The celebration for new ownership of the Seattle Chinese Post website at Joyale Restaurant. From left: Belinda Louie, Lua Pritchard, Assunta Ng, Nancy Chang, Jun Liu, and Lei Pei.
By Kai Curry
When the Seattle Chinese Post (SCP) announced that it was closing, there were tears. A lifeline that the community had counted on for four decades was becoming a thing of the past. Now, SCP will have a new life online with the Asia Pacific Cultural Center (APCC) in Tacoma, starting Oct. 5.
“This is absolutely fantastic for APCC. It is a wonderful and iconic opportunity for APCC to continue the legacy of Assunta Ng, who has provided this service to the Chinese people of Washington state for so many years in the past,” said APCC Executive Director Faaluaina (Lua) Pritchard. This announcement of Ng donating the Post to APCC comes on the heels of APCC’s groundbreaking of their new facility, and an intention to offer even more to the community.
SCP—the first Chinese newspaper in the Pacific Northwest since 1927—will move over to APCC with three of its long-time contributors, who will carry on the work in a freelancing capacity. SCP will have no connection to the Northwest Asian Weekly, its sister publication prior to closure, which continues to run online.
“This is an absolute need for the Chinese community to have a Chinese platform, and I am happy to be able to contribute more,” said Nancy Chang, who worked for SCP for 31 years before its closure in January. “I came from Taiwan and majored in Chinese literature. This was my first job in the United States. First, I was a typist, doing advertising, then I was writing news and translating English articles, and then I was an editor.” In addition to reviewing the work of her colleagues, Chang also provides information on weekly community news activities and cultural reports.
“I knew one day that SCP would come to an end, but when it came, I still felt sad,” commented Jun Liu, who was SCP’s news editor and newspaper layout and advertisement designer for 20 years. “SCP had been working for the community for so many years as the oldest Asian newspaper in Seattle.
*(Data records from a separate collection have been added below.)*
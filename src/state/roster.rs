use anyhow::{Context, Result};
use async_trait::async_trait;
use chrono::{DateTime, Utc};
use log::debug;
use serde::Deserialize;
use std::collections::HashSet;
use std::path::PathBuf;

/// A tracked player, with the lowercase keys the scanner matches on.
#[derive(Debug, Clone, PartialEq, Eq)]
pub struct PlayerTarget {
    /// Canonical, case-preserving identifier (`Name#1234`).
    pub id: String,
    /// Lowercased full identifier.
    pub full_key: String,
    /// Lowercased portion before the `#` discriminator.
    pub name_key: String,
    pub twitch: Option<String>,
}

impl PlayerTarget {
    pub fn new(id: impl Into<String>, twitch: Option<String>) -> Self {
        let id = id.into().trim().to_owned();
        let full_key = id.to_lowercase();
        let name_key = full_key.split('#').next().unwrap_or_default().to_owned();
        let twitch = twitch.map(|t| t.trim().to_owned()).filter(|t| !t.is_empty());
        Self { id, full_key, name_key, twitch }
    }

    /// Whether an upstream account identifier refers to this player. The
    /// ladder sometimes hides the discriminator, so the bare name also counts.
    pub fn matches(&self, account_key: &str) -> bool {
        // Whole-name equality, not a prefix test: `Foo` must not claim `Foobar`.
        account_key == self.full_key || account_key == self.name_key
    }
}

/// The locally curated player list and its change fingerprint.
#[async_trait]
pub trait RosterSource: Send + Sync {
    async fn load(&self) -> Result<Vec<PlayerTarget>>;

    /// Changes whenever the roster changes. `None` when it cannot be determined.
    async fn fingerprint(&self) -> Option<String>;
}

#[derive(Debug, Deserialize)]
#[serde(untagged)]
enum RosterItem {
    Tag(String),
    Player {
        #[serde(rename = "battleTag", alias = "battletag")]
        battle_tag: String,
        #[serde(default)]
        twitch: Option<String>,
    },
}

/// `players.json` on disk; its mtime is the fingerprint.
#[derive(Debug, Clone)]
pub struct FileRoster {
    path: PathBuf,
}

impl FileRoster {
    pub fn new(path: impl Into<PathBuf>) -> Self {
        Self { path: path.into() }
    }
}

#[async_trait]
impl RosterSource for FileRoster {
    async fn load(&self) -> Result<Vec<PlayerTarget>> {
        let content = tokio::fs::read_to_string(&self.path)
            .await
            .with_context(|| format!("could not read roster {}", self.path.display()))?;
        let targets = parse_roster(&content)
            .with_context(|| format!("invalid roster json at {}", self.path.display()))?;
        debug!("roster loaded: {} players", targets.len());
        Ok(targets)
    }

    async fn fingerprint(&self) -> Option<String> {
        let modified = tokio::fs::metadata(&self.path).await.ok()?.modified().ok()?;
        Some(DateTime::<Utc>::from(modified).to_rfc3339())
    }
}

fn parse_roster(content: &str) -> Result<Vec<PlayerTarget>> {
    let items: Vec<RosterItem> = serde_json::from_str(content)?;
    let mut seen = HashSet::new();
    let mut targets = Vec::with_capacity(items.len());
    for item in items {
        let target = match item {
            RosterItem::Tag(tag) => PlayerTarget::new(tag, None),
            RosterItem::Player { battle_tag, twitch } => PlayerTarget::new(battle_tag, twitch),
        };
        if target.id.is_empty() {
            continue;
        }
        if !seen.insert(target.full_key.clone()) {
            debug!("duplicate roster entry {} ignored", target.id);
            continue;
        }
        targets.push(target);
    }
    Ok(targets)
}

#[cfg(test)]
pub mod testing {
    use super::*;
    use std::sync::Mutex;

    /// In-memory roster whose fingerprint is bumped on every replacement.
    #[derive(Debug, Default)]
    pub struct MemoryRoster {
        inner: Mutex<(Vec<PlayerTarget>, u64)>,
        pub fail: std::sync::atomic::AtomicBool,
    }

    impl MemoryRoster {
        pub fn new(ids: &[&str]) -> Self {
            let roster = Self::default();
            roster.replace(ids);
            roster
        }

        pub fn replace(&self, ids: &[&str]) {
            let mut guard = self.inner.lock().unwrap();
            guard.0 = ids.iter().map(|id| PlayerTarget::new(*id, None)).collect();
            guard.1 += 1;
        }
    }

    #[async_trait]
    impl RosterSource for MemoryRoster {
        async fn load(&self) -> Result<Vec<PlayerTarget>> {
            if self.fail.load(std::sync::atomic::Ordering::SeqCst) {
                anyhow::bail!("roster unavailable");
            }
            Ok(self.inner.lock().unwrap().0.clone())
        }

        async fn fingerprint(&self) -> Option<String> {
            Some(format!("v{}", self.inner.lock().unwrap().1))
        }
    }
}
However, I also felt content knowing that SCP had already impacted the lives of many people.”
Liu will be working on U.S. news for the new online version of SCP, after the move.
“It’s very exciting and I’m very thankful,” Liu said about the announcement to donate to APCC. “The Asian community, especially elders, can continue to get useful news and information that can be helpful for their daily lives. I hope SCP can stay as long as it can…”
There have usually been ways to find news in one’s language about China and other Asian countries, at a national or international level. The same could not be said about local news in Chinese until Ng started SCP in 1982. Even so, Ng did not fully realize the impact that closing SCP would have on residents, especially seniors.
“Pretty soon after the news announcement, people came to me and said, ‘That’s terrible that you’re going to shut down the Chinese Post…Somebody said, ‘I really miss you.’ I said, ‘You don’t miss me. You miss the paper!’ I asked some non-English speaking seniors, ‘Do you get any news now?’ and they said, “No, it’s very hard to get news.’”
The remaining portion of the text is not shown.